### Brief
Determine how many of the lines below hold the word "type". Give the number and nothing else.

### Records for processing

▼

//! OpenAI Provider Implementation
//!
//! Sends a PDF and an instruction to the OpenAI Responses API and returns
//! the model's text output.
//!
//! # Features
//!
//! - PDF passed inline as a base64 `input_file` data URL
//! - Configurable endpoint and model
//! - Retry logic with exponential backoff on transport errors, 429 and 5xx
//!
//! # Examples
//!
//! ```no_run
//! use p2f_llm::OpenAiProvider;
//!
//! let api_key = std::env::var("OPENAI_API_KEY").unwrap();
//! let provider = OpenAiProvider::new("https://api.openai.com/v1", "gpt-4o-mini", api_key).unwrap();
//! ```

use crate::LlmError;
use base64::Engine;
use p2f_domain::{LlmProvider, LlmRequest};
use reqwest::StatusCode;
use serde::{Deserialize, Serialize};
use std::time::Duration;
use tracing::{debug, warn};

/// Default OpenAI API endpoint
pub const DEFAULT_ENDPOINT: &str = "https://api.openai.com/v1";

/// Default model
pub const DEFAULT_MODEL: &str = "gpt-4o-mini";

/// HTTP-level timeout for one request (120 seconds)
pub const DEFAULT_TIMEOUT_SECS: u64 = 120;

/// Default number of attempts
pub const DEFAULT_MAX_RETRIES: u32 = 3;

/// OpenAI Responses API provider
pub struct OpenAiProvider {
    endpoint: String,
    model: String,
    api_key: String,
    client: reqwest::Client,
    max_retries: u32,
}

/// Request body for the Responses API
#[derive(Debug, Serialize)]
struct ResponsesRequest {
    model: String,
    input: Vec<InputMessage>,
}

#[derive(Debug, Serialize)]
struct InputMessage {
    role: &'static str,
    content: Vec<InputContent>,
}

#[derive(Debug, Serialize)]
#[serde(tag = "type")]
enum InputContent {
    #[serde(rename = "input_file")]
    File { filename: String, file_data: String },
    #[serde(rename = "input_text")]
    Text { text: String },
}

/// Response from the Responses API (only the parts we read)
#[derive(Debug, Deserialize)]
struct ResponsesResponse {
    #[serde(default)]
    output: Vec<OutputItem>,
    error: Option<ApiError>,
}

#[derive(Debug, Deserialize)]
struct OutputItem {
    #[serde(default)]
    content: Vec<OutputContent>,
}

#[derive(Debug, Deserialize)]
struct OutputContent {
    #[serde(rename = "type")]
    kind: String,
    text: Option<String>,
}

#[derive(Debug, Deserialize)]
struct ApiError {
    message: String,
}

impl ResponsesRequest {
    fn new(model: &str, request: &LlmRequest) -> Self {
        let encoded = base64::engine::general_purpose::STANDARD.encode(&request.document);
        Self {
            model: model.to_string(),
            input: vec![InputMessage {
                role: "user",
                content: vec![
                    InputContent::File {
                        filename: request.filename.clone(),
                        file_data: format!("data:application/pdf;base64,{}", encoded),
                    },
                    InputContent::Text {
                        text: request.prompt.clone(),
                    },
                ],
            }],
        }
    }
}

impl ResponsesResponse {
    /// Concatenate every `output_text` part, like the SDK's `output_text`
    fn output_text(self) -> Result<String, LlmError> {
        if let Some(error) = self.error {
            return Err(LlmError::InvalidResponse(error.message));
        }
        let text: String = self
            .output
            .into_iter()
            .flat_map(|item| item.content)
            .filter(|part| part.kind == "output_text")
            .filter_map(|part| part.text)
            .collect();
        if text.trim().is_empty() {
            return Err(LlmError::InvalidResponse(
                "Response contained no output text".to_string(),
            ));
        }
        Ok(text)
    }
}

impl OpenAiProvider {
    /// Create a new OpenAI provider
    ///
    /// # Parameters
    ///
    /// - `endpoint`: API base URL (e.g., "https://api.openai.com/v1")
    /// - `model`: Model to use (e.g., "gpt-4o-mini")
    /// - `api_key`: Bearer token
    ///
    /// # Errors
    ///
    /// Returns [`LlmError::Unauthorized`] for a blank key and
    /// [`LlmError::Other`] if the HTTP client cannot be built.
    pub fn new(
        endpoint: impl Into<String>,
        model: impl Into<String>,
        api_key: impl Into<String>,
    ) -> Result<Self, LlmError> {
        let api_key = api_key.into();
        if api_key.trim().is_empty() {
            return Err(LlmError::Unauthorized);
        }

        let client = reqwest::Client::builder()
            .timeout(Duration::from_secs(DEFAULT_TIMEOUT_SECS))
            .build()
            .map_err(|e| LlmError::Other(format!("Failed to build HTTP client: {}", e)))?;

        Ok(Self {
            endpoint: endpoint.into().trim_end_matches('/').to_string(),
            model: model.into(),
            api_key,
            client,
            max_retries: DEFAULT_MAX_RETRIES,
        })
    }

    /// Set the maximum number of attempts
    pub fn with_max_retries(mut self, max_retries: u32) -> Self {
        self.max_retries = max_retries.max(1);
        self
    }

    /// API base URL
    pub fn endpoint(&self) -> &str {
        &self.endpoint
    }

    async fn send(&self, request: &LlmRequest) -> Result<String, LlmError> {
        let url = format!("{}/responses", self.endpoint);
        let body = ResponsesRequest::new(&self.model, request);

        debug!(
            "POST {} model={} file={} ({} bytes, base64 elided) prompt={} chars",
            url,
            self.model,
            request.filename,
            request.document.len(),
            request.prompt.chars().count()
        );

        let mut attempts = 0;
        let mut last_error = None;

        while attempts < self.max_retries {
            match self
                .client
                .post(&url)
                .bearer_auth(&self.api_key)
                .json(&body)
                .send()
                .await
            {
                Ok(response) => {
                    let status = response.status();
                    if status.is_success() {
                        let parsed = response.json::<ResponsesResponse>().await.map_err(|e| {
                            LlmError::InvalidResponse(format!("Failed to parse response: {}", e))
                        })?;
                        let text = parsed.output_text()?;
                        debug!("Model output for {}: {}", request.filename, text);
                        return Ok(text);
                    }

                    let error_text = response
                        .text()
                        .await
                        .unwrap_or_else(|_| "Unknown error".to_string());

                    match status {
                        StatusCode::UNAUTHORIZED => return Err(LlmError::Unauthorized),
                        StatusCode::NOT_FOUND => {
                            return Err(LlmError::ModelNotAvailable(self.model.clone()))
                        }
                        StatusCode::TOO_MANY_REQUESTS => {
                            last_error = Some(LlmError::RateLimitExceeded);
                        }
                        s if s.is_server_error() => {
                            last_error = Some(LlmError::Communication(format!(
                                "HTTP {}: {}",
                                s, error_text
                            )));
                        }
                        s => {
                            return Err(LlmError::Communication(format!(
                                "HTTP {}: {}",
                                s, error_text
                            )))
                        }
                    }
                }
                Err(e) => {
                    last_error = Some(LlmError::Communication(format!("Request failed: {}", e)));
                }
            }

            attempts += 1;
            if attempts < self.max_retries {
                // Exponential backoff: 1s, 2s, 4s, etc.
                let delay = Duration::from_secs(2u64.pow(attempts - 1));
                warn!(
                    "Request for {} failed (attempt {}/{}), retrying in {:?}",
                    request.filename, attempts, self.max_retries, delay
                );
                tokio::time::sleep(delay).await;
            }
        }

        Err(last_error
            .unwrap_or_else(|| LlmError::Communication("Max retries exceeded".to_string())))
    }
}

impl LlmProvider for OpenAiProvider {
    type Error = LlmError;

    async fn generate(&self, request: &LlmRequest) -> Result<String, Self::Error> {
        self.send(request).await
    }

    fn model_name(&self) -> &str {
        &self.model
    }
}

#[cfg(test)]
mod tests {
    use super::*;

    fn request() -> LlmRequest {
        LlmRequest {
            filename: "invoice.pdf".to_string(),
            document: b"%PDF".to_vec(),
            prompt: "Extract".to_string(),
        }
    }

    #[test]
    fn test_provider_creation() {
        let provider = OpenAiProvider::new("https://api.openai.com/v1/", "gpt-4o-mini", "sk-test")
            .unwrap();
        assert_eq!(provider.endpoint(), "https://api.openai.com/v1");
        assert_eq!(provider.model_name(), "gpt-4o-mini");
        assert_eq!(provider.max_retries, DEFAULT_MAX_RETRIES);
    }

    #[test]
    fn test_blank_api_key_is_rejected() {
        let result = OpenAiProvider::new(DEFAULT_ENDPOINT, DEFAULT_MODEL, "  ");
        assert!(matches!(result, Err(LlmError::Unauthorized)));
    }

    #[test]
    fn test_with_max_retries() {
        let provider = OpenAiProvider::new(DEFAULT_ENDPOINT, DEFAULT_MODEL, "sk-test")
            .unwrap()
            .with_max_retries(0);
        assert_eq!(provider.max_retries, 1);
    }

    #[test]
    fn test_request_body_shape() {
        let body = serde_json::to_value(ResponsesRequest::new("gpt-4o-mini", &request())).unwrap();

        assert_eq!(body["model"], "gpt-4o-mini");
        assert_eq!(body["input"][0]["role"], "user");
        let content = &body["input"][0]["content"];
        assert_eq!(content[0]["type"], "input_file");
        assert_eq!(content[0]["filename"], "invoice.pdf");
        assert_eq!(content[0]["file_data"], "data:application/pdf;base64,JVBERg==");
        assert_eq!(content[1]["type"], "input_text");
        assert_eq!(content[1]["text"], "Extract");
    }

    #[test]
    fn test_output_text_joins_text_parts() {
        let response: ResponsesResponse = serde_json::from_str(
            r#"{
                "id": "resp_1",
                "output": [
                    {"type": "reasoning", "summary": []},
                    {"type": "message", "role": "assistant", "content": [
                        {"type": "output_text", "text": "{\"date\":", "annotations": []},
                        {"type": "output_text", "text": "\"20240115\"}", "annotations": []}
                    ]}
                ],
                "error": null
            }"#,
        )
        .unwrap();
        assert_eq!(response.output_text().unwrap(), r#"{"date":"20240115"}"#);
    }

    #[test]
    fn test_output_text_ignores_refusals() {
        let response: ResponsesResponse = serde_json::from_str(
            r#"{"output": [{"type": "message", "content": [
                {"type": "refusal", "refusal": "no"}
            ]}]}"#,
        )
        .unwrap();
        assert!(matches!(
            response.output_text(),
            Err(LlmError::InvalidResponse(_))
        ));
    }

    #[test]
    fn test_output_text_reports_api_error() {
        let response: ResponsesResponse =
            serde_json::from_str(r#"{"output": [], "error": {"message": "file too large"}}"#)
                .unwrap();
        match response.output_text() {
            Err(LlmError::InvalidResponse(message)) => assert_eq!(message, "file too large"),
            other => panic!("Expected InvalidResponse, got {:?}", other),
        }
    }

    #[tokio::test]
    async fn test_connection_error_handling() {
        // Nothing listens on port 9 of localhost
        let provider = OpenAiProvider::new("http://127.0.0.1:9", DEFAULT_MODEL, "sk-test")
            .unwrap()
            .with_max_retries(1);

        let result = provider.generate(&request()).await;
        assert!(matches!(result, Err(LlmError::Communication(_))));
    }

    #[tokio::test]
    #[ignore] // Requires OPENAI_API_KEY and network access
    async fn test_openai_generate_integration() {
        let Ok(api_key) = std::env::var("OPENAI_API_KEY") else {
            return;
        };
        let provider = OpenAiProvider::new(DEFAULT_ENDPOINT, DEFAULT_MODEL, api_key).unwrap();
        let result = provider.generate(&request()).await;
        assert!(result.is_ok() || matches!(result, Err(LlmError::InvalidResponse(_))));
    }
}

▲

### Answer to the exercise
11